Configure training, validation, cross-validation and test data in automated machine learning

APPLIES TO: Python SDK azureml v1

In this article, you learn the different options for configuring training data and validation data splits along with cross-validation settings for your automated machine learning, automated ML, experiments.

In Azure Machine Learning, when you use automated ML to build multiple ML models, each child run needs to validate the related model by calculating the quality metrics for that model, such as accuracy or AUC weighted. These metrics are calculated by comparing the predictions made with each model with real labels from past observations in the validation data. Learn more about how metrics are calculated based on validation type.

Automated ML experiments perform model validation automatically. The following sections describe how you can further customize validation settings with the Azure Machine Learning Python SDK.

For a low-code or no-code experience, see Create your automated machine learning experiments in Azure Machine Learning studio.

Prerequisites

For this article you need,

Important

The Python commands in this article require the latest azureml-train-automl package version.

Default data splits and cross-validation in machine learning

Use the AutoMLConfig object to define your experiment and training settings. In the following code snippet, notice that only the required parameters are defined, that is the parameters for n_cross_validations or validation_data are not included.

Note

The default data splits and cross-validation are not supported in forecasting scenarios.

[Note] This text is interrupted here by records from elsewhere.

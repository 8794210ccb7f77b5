#![forbid(unsafe_code)]
#![deny(clippy::all)]
#![warn(clippy::pedantic)]
#![allow(clippy::module_name_repetitions)]
#![allow(clippy::must_use_candidate)]

pub mod app;
pub mod capabilities;
pub mod event;
pub mod model;
pub mod projection;
pub mod settings;

use serde::{Deserialize, Serialize};

pub use app::{App, CaseListItem, CaseListView, ModelOption, SettingsView, ViewModel};
pub use capabilities::{Capabilities, Effect};
pub use event::Event;
pub use model::{Case, CaseId, CaseStatus, Model, Priority, SortKey, StatusFilter, ViewParameters};
pub use settings::{LlmConfig, Provider, Settings};

/// Build-time default for the API base URL, matching the shell's
/// `VITE_API_URL` fallback. The settings screen can override it per session.
pub const DEFAULT_API_URL: &str = match option_env!("FAULTMAVEN_API_URL") {
    Some(url) => url,
    None => "http://localhost:8000",
};

pub const SETTINGS_STORAGE_KEY: &str = "faultmaven_settings";
pub const AUTH_TOKEN_STORAGE_KEY: &str = "auth_token";

pub const CASES_PATH: &str = "/v1/cases";
pub const SETTINGS_PATH: &str = "/v1/settings";
pub const HEALTH_PATH: &str = "/health";

pub const TEMPERATURE_MIN: f64 = 0.0;
pub const TEMPERATURE_MAX: f64 = 1.0;
pub const MAX_TOKENS_MIN: u32 = 100;
pub const MAX_TOKENS_MAX: u32 = 8000;

#[derive(Debug, Clone, Copy, PartialEq, Eq, Hash, Serialize, Deserialize)]
pub enum ErrorKind {
    /// No token in the credential store; no request was made.
    Unauthenticated,
    /// The server rejected the token (401).
    AuthExpired,
    /// The token is valid but lacks access (403).
    Forbidden,
    /// Any other non-2xx from the cases endpoint.
    ServiceUnavailable,
    /// Network-level failure, or a body that failed to parse.
    TransportError,
    /// The local settings write failed.
    PersistenceError,
    /// The health probe got a non-2xx answer.
    Unreachable,
}

impl ErrorKind {
    #[must_use]
    pub const fn code(self) -> &'static str {
        match self {
            Self::Unauthenticated => "UNAUTHENTICATED",
            Self::AuthExpired => "AUTH_EXPIRED",
            Self::Forbidden => "FORBIDDEN",
            Self::ServiceUnavailable => "SERVICE_UNAVAILABLE",
            Self::TransportError => "TRANSPORT_ERROR",
            Self::PersistenceError => "PERSISTENCE_ERROR",
            Self::Unreachable => "UNREACHABLE",
        }
    }
}

/// Failure surfaced to a view. Every kind is recoverable by an explicit
/// user action (refresh, save again, re-test the connection), so there is
/// no severity ladder here.
#[derive(Debug, Clone, Serialize, Deserialize, PartialEq, Eq)]
pub struct AppError {
    pub kind: ErrorKind,
    pub message: String,
    pub internal_message: Option<String>,
}

impl AppError {
    #[must_use]
    pub fn new(kind: ErrorKind, message: impl Into<String>) -> Self {
        Self {
            kind,
            message: message.into(),
            internal_message: None,
        }
    }

    #[must_use]
    pub fn with_internal(mut self, internal: impl Into<String>) -> Self {
        self.internal_message = Some(internal.into());
        self
    }

    #[must_use]
    pub const fn code(&self) -> &'static str {
        self.kind.code()
    }

    #[must_use]
    pub fn user_facing_message(&self) -> String {
        match self.kind {
            ErrorKind::Unauthenticated => "Authentication required. Please log in.".into(),
            ErrorKind::AuthExpired => "Authentication failed. Please log in again.".into(),
            ErrorKind::Forbidden => "You do not have permission to access cases.".into(),
            ErrorKind::ServiceUnavailable => {
                "Failed to fetch cases. Please try again later.".into()
            }
            ErrorKind::TransportError => self.message.clone(),
            ErrorKind::PersistenceError => "Failed to save settings. Please try again.".into(),
            ErrorKind::Unreachable => format!("Connection failed: {}", self.message),
        }
    }

    /// Classify a non-2xx status from the cases endpoint.
    #[must_use]
    pub fn from_case_status(status: u16) -> Self {
        let kind = match status {
            401 => ErrorKind::AuthExpired,
            403 => ErrorKind::Forbidden,
            _ => ErrorKind::ServiceUnavailable,
        };
        Self::new(kind, format!("HTTP {status}"))
    }
}

impl std::fmt::Display for AppError {
    fn fmt(&self, f: &mut std::fmt::Formatter<'_>) -> std::fmt::Result {
        write!(f, "[{}] {}", self.code(), self.message)?;
        if let Some(internal) = &self.internal_message {
            write!(f, " (internal: {internal})")?;
        }
        Ok(())
    }
}

impl std::error::Error for AppError {}

/// Failure shape handed to the shell inside the view model.
#[derive(Debug, Clone, Serialize, Deserialize, PartialEq, Eq)]
pub struct UserFacingError {
    pub message: String,
    pub error_code: String,
}

impl From<&AppError> for UserFacingError {
    fn from(e: &AppError) -> Self {
        Self {
            message: e.user_facing_message(),
            error_code: e.code().to_string(),
        }
    }
}

#[must_use]
pub fn current_time_ms() -> u64 {
    std::time::SystemTime::now()
        .duration_since(std::time::UNIX_EPOCH)
        .map(|d| d.as_millis() as u64)
        .unwrap_or(0)
}

/// Epoch milliseconds of an ISO-8601 timestamp, if it parses.
#[must_use]
pub fn parse_timestamp_ms(value: &str) -> Option<i64> {
    chrono::DateTime::parse_from_rfc3339(value)
        .ok()
        .map(|dt| dt.timestamp_millis())
}

/// Relative display of a case timestamp: minutes, hours, then days,
/// falling back to a plain date after a week. Unparseable input is shown
/// verbatim rather than dropped.
#[must_use]
pub fn format_case_timestamp(value: &str, now_ms: u64) -> String {
    let Ok(parsed) = chrono::DateTime::parse_from_rfc3339(value) else {
        return value.to_string();
    };

    let diff_ms = i64::try_from(now_ms)
        .unwrap_or(i64::MAX)
        .saturating_sub(parsed.timestamp_millis());
    if diff_ms < 0 {
        return "Just now".into();
    }

    let diff_mins = diff_ms / 60_000;
    if diff_mins < 60 {
        return format!("{diff_mins}m ago");
    }

    let diff_hours = diff_ms / 3_600_000;
    if diff_hours < 24 {
        return format!("{diff_hours}h ago");
    }

    let diff_days = diff_ms / 86_400_000;
    if diff_days < 7 {
        return format!("{diff_days}d ago");
    }

    parsed.format("%Y-%m-%d").to_string()
}
use serde::{Deserialize, Serialize};
use std::fmt;

use crate::{DEFAULT_API_URL, MAX_TOKENS_MAX, MAX_TOKENS_MIN, TEMPERATURE_MAX, TEMPERATURE_MIN};

#[derive(Debug, Clone, PartialEq, thiserror::Error)]
pub enum SettingsError {
    #[error("temperature {0} is out of range [{TEMPERATURE_MIN}, {TEMPERATURE_MAX}]")]
    TemperatureOutOfRange(f64),
    #[error("max_tokens {0} is out of range [{MAX_TOKENS_MIN}, {MAX_TOKENS_MAX}]")]
    MaxTokensOutOfRange(u32),
    #[error("model '{model}' is not offered by provider '{provider}'")]
    UnknownModel { provider: Provider, model: String },
}

#[derive(Copy, Clone, Debug, PartialEq, Eq, Hash, Serialize, Deserialize)]
#[serde(rename_all = "lowercase")]
pub enum Provider {
    OpenAi,
    Anthropic,
    Fireworks,
}

impl Provider {
    /// Fixed (value, display label) option list for this provider. The
    /// first entry is the model a provider switch resets to.
    #[must_use]
    pub const fn model_options(self) -> &'static [(&'static str, &'static str)] {
        match self {
            Self::OpenAi => &[
                ("gpt-4", "GPT-4"),
                ("gpt-4-turbo", "GPT-4 Turbo"),
                ("gpt-3.5-turbo", "GPT-3.5 Turbo"),
            ],
            Self::Anthropic => &[
                ("claude-3-opus", "Claude 3 Opus"),
                ("claude-3-sonnet", "Claude 3 Sonnet"),
                ("claude-3-haiku", "Claude 3 Haiku"),
            ],
            Self::Fireworks => &[
                ("mixtral-8x7b", "Mixtral 8x7B"),
                ("llama-2-70b", "Llama 2 70B"),
            ],
        }
    }

    #[must_use]
    pub const fn first_model(self) -> &'static str {
        self.model_options()[0].0
    }

    #[must_use]
    pub fn offers_model(self, model: &str) -> bool {
        self.model_options().iter().any(|(value, _)| *value == model)
    }
}

impl fmt::Display for Provider {
    fn fmt(&self, f: &mut fmt::Formatter<'_>) -> fmt::Result {
        let name = match self {
            Self::OpenAi => "openai",
            Self::Anthropic => "anthropic",
            Self::Fireworks => "fireworks",
        };
        f.write_str(name)
    }
}

#[derive(Clone, Debug, PartialEq, Serialize, Deserialize)]
pub struct LlmConfig {
    pub provider: Provider,
    pub model: String,
    pub temperature: f64,
    pub max_tokens: u32,
}

impl Default for LlmConfig {
    fn default() -> Self {
        Self {
            provider: Provider::OpenAi,
            model: Provider::OpenAi.first_model().to_string(),
            temperature: 0.7,
            max_tokens: 2000,
        }
    }
}

impl LlmConfig {
    /// Switching provider always snaps the model to that provider's first
    /// option, so the pair can never disagree.
    pub fn set_provider(&mut self, provider: Provider) {
        self.provider = provider;
        self.model = provider.first_model().to_string();
    }

    /// Selecting a model leaves the provider untouched; models outside the
    /// current provider's list are rejected.
    pub fn set_model(&mut self, model: impl Into<String>) -> Result<(), SettingsError> {
        let model = model.into();
        if !self.provider.offers_model(&model) {
            return Err(SettingsError::UnknownModel {
                provider: self.provider,
                model,
            });
        }
        self.model = model;
        Ok(())
    }

    pub fn set_temperature(&mut self, value: f64) -> Result<(), SettingsError> {
        if !value.is_finite() || !(TEMPERATURE_MIN..=TEMPERATURE_MAX).contains(&value) {
            return Err(SettingsError::TemperatureOutOfRange(value));
        }
        self.temperature = value;
        Ok(())
    }

    pub fn set_max_tokens(&mut self, value: u32) -> Result<(), SettingsError> {
        if !(MAX_TOKENS_MIN..=MAX_TOKENS_MAX).contains(&value) {
            return Err(SettingsError::MaxTokensOutOfRange(value));
        }
        self.max_tokens = value;
        Ok(())
    }
}

/// Persisted user configuration. Field names match the JSON the dashboard
/// has always written, so existing stored settings keep loading.
#[derive(Clone, Debug, PartialEq, Serialize, Deserialize)]
pub struct Settings {
    pub llm: LlmConfig,
    #[serde(rename = "apiUrl")]
    pub api_url: String,
    #[serde(rename = "darkMode")]
    pub dark_mode: bool,
}

impl Default for Settings {
    fn default() -> Self {
        Self {
            llm: LlmConfig::default(),
            api_url: DEFAULT_API_URL.to_string(),
            dark_mode: false,
        }
    }
}

/// Partial shape read back from the store: every key optional, so a value
/// written by an older build still overlays cleanly onto current defaults.
#[derive(Clone, Debug, Default, Deserialize)]
pub struct StoredSettings {
    #[serde(default)]
    llm: Option<StoredLlmConfig>,
    #[serde(default, rename = "apiUrl")]
    api_url: Option<String>,
    #[serde(default, rename = "darkMode")]
    dark_mode: Option<bool>,
}

#[derive(Clone, Debug, Default, Deserialize)]
struct StoredLlmConfig {
    #[serde(default)]
    provider: Option<Provider>,
    #[serde(default)]
    model: Option<String>,
    #[serde(default)]
    temperature: Option<f64>,
    #[serde(default)]
    max_tokens: Option<u32>,
}

impl Settings {
    /// Defaults overlaid with whatever subset the store held. Shallow
    /// merge: present keys win, absent keys keep their defaults.
    #[must_use]
    pub fn overlaid(mut self, stored: StoredSettings) -> Self {
        if let Some(llm) = stored.llm {
            if let Some(provider) = llm.provider {
                self.llm.set_provider(provider);
            }
            if let Some(model) = llm.model {
                self.llm.model = model;
            }
            if let Some(temperature) = llm.temperature {
                self.llm.temperature = temperature;
            }
            if let Some(max_tokens) = llm.max_tokens {
                self.llm.max_tokens = max_tokens;
            }
        }
        if let Some(api_url) = stored.api_url {
            self.api_url = api_url;
        }
        if let Some(dark_mode) = stored.dark_mode {
            self.dark_mode = dark_mode;
        }
        self
    }

    /// Settings as loaded at startup. Malformed stored JSON is recovered
    /// silently: log and fall back to defaults, never surface.
    #[must_use]
    pub fn from_stored_bytes(bytes: &[u8]) -> Self {
        match serde_json::from_slice::<StoredSettings>(bytes) {
            Ok(stored) => Self::default().overlaid(stored),
            Err(e) => {
                tracing::warn!(error = %e, "failed to parse saved settings, using defaults");
                Self::default()
            }
        }
    }
}
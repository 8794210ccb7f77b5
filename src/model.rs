use serde::{Deserialize, Serialize};
use std::fmt;

use crate::settings::Settings;
use crate::AppError;

/// Opaque server-assigned case identifier.
#[derive(Clone, Debug, PartialEq, Eq, Hash, Serialize, Deserialize)]
#[serde(transparent)]
pub struct CaseId(pub String);

impl CaseId {
    pub fn new(s: impl Into<String>) -> Self {
        Self(s.into())
    }

    pub fn as_str(&self) -> &str {
        &self.0
    }
}

impl fmt::Display for CaseId {
    fn fmt(&self, f: &mut fmt::Formatter<'_>) -> fmt::Result {
        f.write_str(&self.0)
    }
}

#[derive(Copy, Clone, Debug, PartialEq, Eq, Hash, Serialize, Deserialize)]
#[serde(rename_all = "snake_case")]
pub enum CaseStatus {
    Open,
    InProgress,
    Resolved,
    Closed,
}

impl CaseStatus {
    /// Label with the wire underscore replaced, as the dashboard shows it.
    #[must_use]
    pub const fn label(self) -> &'static str {
        match self {
            Self::Open => "open",
            Self::InProgress => "in progress",
            Self::Resolved => "resolved",
            Self::Closed => "closed",
        }
    }
}

#[derive(Copy, Clone, Debug, PartialEq, Eq, Hash, Serialize, Deserialize)]
#[serde(rename_all = "lowercase")]
pub enum Priority {
    Critical,
    High,
    Medium,
    Low,
}

impl Priority {
    /// Fixed sort rank: critical first.
    #[must_use]
    pub const fn rank(self) -> u8 {
        match self {
            Self::Critical => 0,
            Self::High => 1,
            Self::Medium => 2,
            Self::Low => 3,
        }
    }

    #[must_use]
    pub const fn label(self) -> &'static str {
        match self {
            Self::Critical => "critical",
            Self::High => "high",
            Self::Medium => "medium",
            Self::Low => "low",
        }
    }
}

/// A remote troubleshooting case. Read-only on this side: the collection is
/// replaced wholesale on every successful load and never patched in place.
#[derive(Clone, Debug, PartialEq, Serialize, Deserialize)]
pub struct Case {
    pub id: CaseId,
    pub title: String,
    pub description: String,
    pub status: CaseStatus,
    pub priority: Priority,
    pub created_at: String,
    pub updated_at: String,
    #[serde(default)]
    pub tags: Vec<String>,
}

#[derive(Copy, Clone, Debug, Default, PartialEq, Eq, Serialize, Deserialize)]
#[serde(rename_all = "snake_case")]
pub enum StatusFilter {
    #[default]
    All,
    Open,
    InProgress,
    Resolved,
    Closed,
}

impl StatusFilter {
    #[must_use]
    pub const fn matches(self, status: CaseStatus) -> bool {
        match self {
            Self::All => true,
            Self::Open => matches!(status, CaseStatus::Open),
            Self::InProgress => matches!(status, CaseStatus::InProgress),
            Self::Resolved => matches!(status, CaseStatus::Resolved),
            Self::Closed => matches!(status, CaseStatus::Closed),
        }
    }

    #[must_use]
    pub const fn label(self) -> &'static str {
        match self {
            Self::All => "all",
            Self::Open => "open",
            Self::InProgress => "in progress",
            Self::Resolved => "resolved",
            Self::Closed => "closed",
        }
    }
}

#[derive(Copy, Clone, Debug, Default, PartialEq, Eq, Serialize, Deserialize)]
#[serde(rename_all = "snake_case")]
pub enum SortKey {
    Created,
    #[default]
    Updated,
    Priority,
}

/// User-selected filter/sort for the case list. Ephemeral: reset to
/// defaults every time the list mounts, never persisted.
#[derive(Copy, Clone, Debug, Default, PartialEq, Eq, Serialize, Deserialize)]
pub struct ViewParameters {
    pub filter: StatusFilter,
    pub sort: SortKey,
}

#[derive(Copy, Clone, Debug, PartialEq, Eq, Serialize, Deserialize)]
#[serde(rename_all = "snake_case")]
pub enum BannerKind {
    Success,
    Error,
}

/// Transient outcome message on the settings screen (save / probe result).
#[derive(Clone, Debug, PartialEq, Eq, Serialize, Deserialize)]
pub struct StatusBanner {
    pub kind: BannerKind,
    pub message: String,
}

impl StatusBanner {
    #[must_use]
    pub fn success(message: impl Into<String>) -> Self {
        Self {
            kind: BannerKind::Success,
            message: message.into(),
        }
    }

    #[must_use]
    pub fn error(message: impl Into<String>) -> Self {
        Self {
            kind: BannerKind::Error,
            message: message.into(),
        }
    }
}

/// Whole-core state. The auth token is deliberately absent: it is read from
/// the credential store at the moment of each request and never retained.
#[derive(Clone, Debug, Serialize, Deserialize)]
pub struct Model {
    pub settings: Settings,

    // Case list
    pub cases: Vec<Case>,
    pub view_params: ViewParameters,
    pub case_list_open: bool,
    pub is_loading: bool,
    pub load_error: Option<AppError>,

    // Settings screen
    pub is_saving: bool,
    pub is_testing_connection: bool,
    pub banner: Option<StatusBanner>,

    // Clock sample taken at the top of every update; view() formats
    // relative dates against it.
    pub view_timestamp_ms: u64,
}

impl Default for Model {
    fn default() -> Self {
        Self {
            settings: Settings::default(),
            cases: Vec::new(),
            view_params: ViewParameters::default(),
            case_list_open: false,
            is_loading: false,
            load_error: None,
            is_saving: false,
            is_testing_connection: false,
            banner: None,
            view_timestamp_ms: 0,
        }
    }
}

impl Model {
    pub fn touch(&mut self) {
        self.view_timestamp_ms = crate::current_time_ms();
    }

    /// Effective API base URL: the (possibly user-overridden) settings
    /// value, without a trailing slash so paths can be appended directly.
    #[must_use]
    pub fn api_base_url(&self) -> &str {
        self.settings.api_url.trim_end_matches('/')
    }
}

#[cfg(test)]
mod tests {
    use super::*;

    fn sample_case_json() -> &'static str {
        r#"{
            "id": "case-1",
            "title": "Router keeps rebooting",
            "description": "Reboot loop every 10 minutes",
            "status": "in_progress",
            "priority": "high",
            "created_at": "2024-01-15T10:30:00Z",
            "updated_at": "2024-01-16T08:00:00Z",
            "tags": ["network", "hardware"]
        }"#
    }

    #[test]
    fn case_deserializes_from_wire_format() {
        let case: Case = serde_json::from_str(sample_case_json()).unwrap();
        assert_eq!(case.id, CaseId::new("case-1"));
        assert_eq!(case.status, CaseStatus::InProgress);
        assert_eq!(case.priority, Priority::High);
        assert_eq!(case.tags, vec!["network", "hardware"]);
    }

    #[test]
    fn case_tags_default_to_empty() {
        let json = r#"{
            "id": "case-2",
            "title": "t",
            "description": "d",
            "status": "open",
            "priority": "low",
            "created_at": "2024-01-15T10:30:00Z",
            "updated_at": "2024-01-15T10:30:00Z"
        }"#;
        let case: Case = serde_json::from_str(json).unwrap();
        assert!(case.tags.is_empty());
    }

    #[test]
    fn unknown_status_fails_the_parse() {
        let json = sample_case_json().replace("in_progress", "escalated");
        assert!(serde_json::from_str::<Case>(&json).is_err());
    }

    #[test]
    fn priority_rank_ordering() {
        assert!(Priority::Critical.rank() < Priority::High.rank());
        assert!(Priority::High.rank() < Priority::Medium.rank());
        assert!(Priority::Medium.rank() < Priority::Low.rank());
    }

    #[test]
    fn filter_matches_exact_status_only() {
        assert!(StatusFilter::All.matches(CaseStatus::Closed));
        assert!(StatusFilter::Open.matches(CaseStatus::Open));
        assert!(!StatusFilter::Open.matches(CaseStatus::Resolved));
    }

    #[test]
    fn view_parameters_default_to_all_and_updated() {
        let params = ViewParameters::default();
        assert_eq!(params.filter, StatusFilter::All);
        assert_eq!(params.sort, SortKey::Updated);
    }

    #[test]
    fn api_base_url_drops_trailing_slash() {
        let mut model = Model::default();
        model.settings.api_url = "http://localhost:8000/".into();
        assert_eq!(model.api_base_url(), "http://localhost:8000");
    }
}
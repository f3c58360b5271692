//! Binary → base64 text for the JSON response.
//!
//! Page images are PNG-encoded first: lossless, so rendered text stays crisp
//! for whatever consumes the image downstream (OCR, previews).

use base64::{engine::general_purpose::STANDARD, Engine as _};
use image::DynamicImage;
use std::io::Cursor;
use tracing::debug;

/// Encode a rendered page as base64 PNG.
pub fn encode_png(img: &DynamicImage) -> Result<String, image::ImageError> {
    let mut buf = Vec::new();
    img.write_to(&mut Cursor::new(&mut buf), image::ImageFormat::Png)?;

    let b64 = STANDARD.encode(&buf);
    debug!("Encoded {}x{} image → {} bytes base64", img.width(), img.height(), b64.len());
    Ok(b64)
}

/// Encode a serialized single-page PDF.
pub fn encode_pdf(bytes: &[u8]) -> String {
    STANDARD.encode(bytes)
}
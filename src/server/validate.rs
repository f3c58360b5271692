//! Request validation for `POST /api/split-pdf`.
//!
//! Checks run in a fixed order and the first failure wins:
//! content type → body read (size limit) → JSON object → `pdf_base64`
//! present → non-empty → string. Nothing reaches base64 decoding unless all
//! of them pass.

use axum::{
    body::Bytes,
    extract::rejection::BytesRejection,
    http::{header, HeaderMap, StatusCode},
};
use serde_json::Value;

use crate::error::SplitError;

/// Field carrying the encoded document.
pub const PDF_FIELD: &str = "pdf_base64";

/// A request that passed validation.
#[derive(Debug, Clone, PartialEq, Eq)]
pub struct SplitRequest {
    /// Non-empty base64 text, not yet decoded.
    pub pdf_base64: String,
}

pub fn split_request(
    headers: &HeaderMap,
    body: Result<Bytes, BytesRejection>,
) -> Result<SplitRequest, SplitError> {
    if !is_json_content_type(headers) {
        return Err(SplitError::UnsupportedContentType);
    }

    let body = body.map_err(|rejection| {
        if rejection.status() == StatusCode::PAYLOAD_TOO_LARGE {
            SplitError::PayloadTooLarge
        } else {
            SplitError::MalformedBody {
                detail: rejection.body_text(),
            }
        }
    })?;

    let value: Value = serde_json::from_slice(&body).map_err(|e| SplitError::MalformedBody {
        detail: e.to_string(),
    })?;
    let Value::Object(mut fields) = value else {
        return Err(SplitError::MalformedBody {
            detail: "expected a JSON object".into(),
        });
    };

    match fields.remove(PDF_FIELD) {
        None => Err(SplitError::MissingField),
        Some(Value::Null) => Err(SplitError::EmptyField),
        Some(Value::String(text)) if text.is_empty() => Err(SplitError::EmptyField),
        Some(Value::String(text)) => Ok(SplitRequest { pdf_base64: text }),
        Some(_) => Err(SplitError::InvalidFieldType),
    }
}

/// `application/json` or `application/*+json`, ignoring parameters and case.
pub fn is_json_content_type(headers: &HeaderMap) -> bool {
    let Some(value) = headers
        .get(header::CONTENT_TYPE)
        .and_then(|v| v.to_str().ok())
    else {
        return false;
    };

    let essence = value
        .split(';')
        .next()
        .unwrap_or_default()
        .trim()
        .to_ascii_lowercase();
    match essence.split_once('/') {
        Some(("application", subtype)) => subtype == "json" || subtype.ends_with("+json"),
        _ => false,
    }
}

#[cfg(test)]
mod tests {
    use super::*;
    use axum::http::HeaderValue;

    fn json_headers(content_type: &str) -> HeaderMap {
        let mut headers = HeaderMap::new();
        headers.insert(
            header::CONTENT_TYPE,
            HeaderValue::from_str(content_type).unwrap(),
        );
        headers
    }

    fn validate(body: &str) -> Result<SplitRequest, SplitError> {
        split_request(
            &json_headers("application/json"),
            Ok(Bytes::from(body.to_string())),
        )
    }

    #[test]
    fn content_type_variants() {
        assert!(is_json_content_type(&json_headers("application/json")));
        assert!(is_json_content_type(&json_headers(
            "Application/JSON; charset=utf-8"
        )));
        assert!(is_json_content_type(&json_headers("application/vnd.api+json")));
        assert!(!is_json_content_type(&json_headers("text/plain")));
        assert!(!is_json_content_type(&json_headers("application/xml")));
        assert!(!is_json_content_type(&HeaderMap::new()));
    }

    #[test]
    fn content_type_is_checked_before_body() {
        let err = split_request(
            &json_headers("text/plain"),
            Ok(Bytes::from_static(b"{not json")),
        )
        .unwrap_err();
        assert!(matches!(err, SplitError::UnsupportedContentType));
    }

    #[test]
    fn malformed_and_non_object_bodies() {
        assert!(matches!(
            validate("{not json").unwrap_err(),
            SplitError::MalformedBody { .. }
        ));
        assert!(matches!(
            validate(r#"["pdf_base64"]"#).unwrap_err(),
            SplitError::MalformedBody { .. }
        ));
    }

    #[test]
    fn field_checks() {
        assert!(matches!(validate("{}").unwrap_err(), SplitError::MissingField));
        assert!(matches!(
            validate(r#"{"pdf_base64": ""}"#).unwrap_err(),
            SplitError::EmptyField
        ));
        assert!(matches!(
            validate(r#"{"pdf_base64": null}"#).unwrap_err(),
            SplitError::EmptyField
        ));
        assert!(matches!(
            validate(r#"{"pdf_base64": 42}"#).unwrap_err(),
            SplitError::InvalidFieldType
        ));
    }

    #[test]
    fn accepts_valid_request_and_ignores_extra_fields() {
        let request = validate(r#"{"pdf_base64": "JVBERi0=", "name": "doc.pdf"}"#).unwrap();
        assert_eq!(request.pdf_base64, "JVBERi0=");
    }
}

data = "https://automlsamplenotebookdata.blob.core.chinacloudapi.cn/automl-sample-notebook-data/creditcard.csv"

dataset = Dataset.Tabular.from_delimited_files(data)

automl_config = AutoMLConfig(compute_target = aml_remote_compute,
                             task = 'classification',
                             primary_metric = 'AUC_weighted',
                             training_data = dataset,
                             label_column_name = 'Class'
                            )

If you do not explicitly specify either a validation_data or n_cross_validations parameter, automated ML applies default techniques depending on the number of rows provided in the single dataset training_data.

Training data size Validation technique
Larger than 20,000 rows Train/validation data split is applied. The default is to take 10% of the initial training data set as the validation set. In turn, that validation set is used for metrics calculation.
Smaller than 20,000 rows Cross-validation approach is applied. The default number of folds depends on the number of rows.
If the dataset is less than 1,000 rows, 10 folds are used.
If the rows are between 1,000 and 20,000, then three folds are used.

Provide validation data

In this case, you can either start with a single data file and split it into training data and validation data sets or you can provide a separate data file for the validation set. Either way, the validation_data parameter in your AutoMLConfig object assigns which data to use as your validation set. This parameter only accepts data sets in the form of an Azure Machine Learning dataset or pandas dataframe.

Note

The validation_data parameter requires the training_data and label_column_name parameters to be set as well. You can only set one validation parameter, that is you can only specify either validation_data or n_cross_validations, not both.

The following code example explicitly defines which portion of the provided data in dataset to use for training and validation.

data = "https://automlsamplenotebookdata.blob.core.chinacloudapi.cn/automl-sample-notebook-data/creditcard.csv"

dataset = Dataset.Tabular.from_delimited_files(data)

training_data, validation_data = dataset.random_split(percentage=0.8, seed=1)

automl_config = AutoMLConfig(compute_target = aml_remote_compute,
                             task = 'classification',
                             primary_metric = 'AUC_weighted',
                             training_data = training_data,
                             validation_data = validation_data,
                             label_column_name = 'Class'
                            )

Provide validation set size

In this case, only a single dataset is provided for the experiment. That is, the validation_data parameter is not specified, and the provided dataset is assigned to the training_data parameter.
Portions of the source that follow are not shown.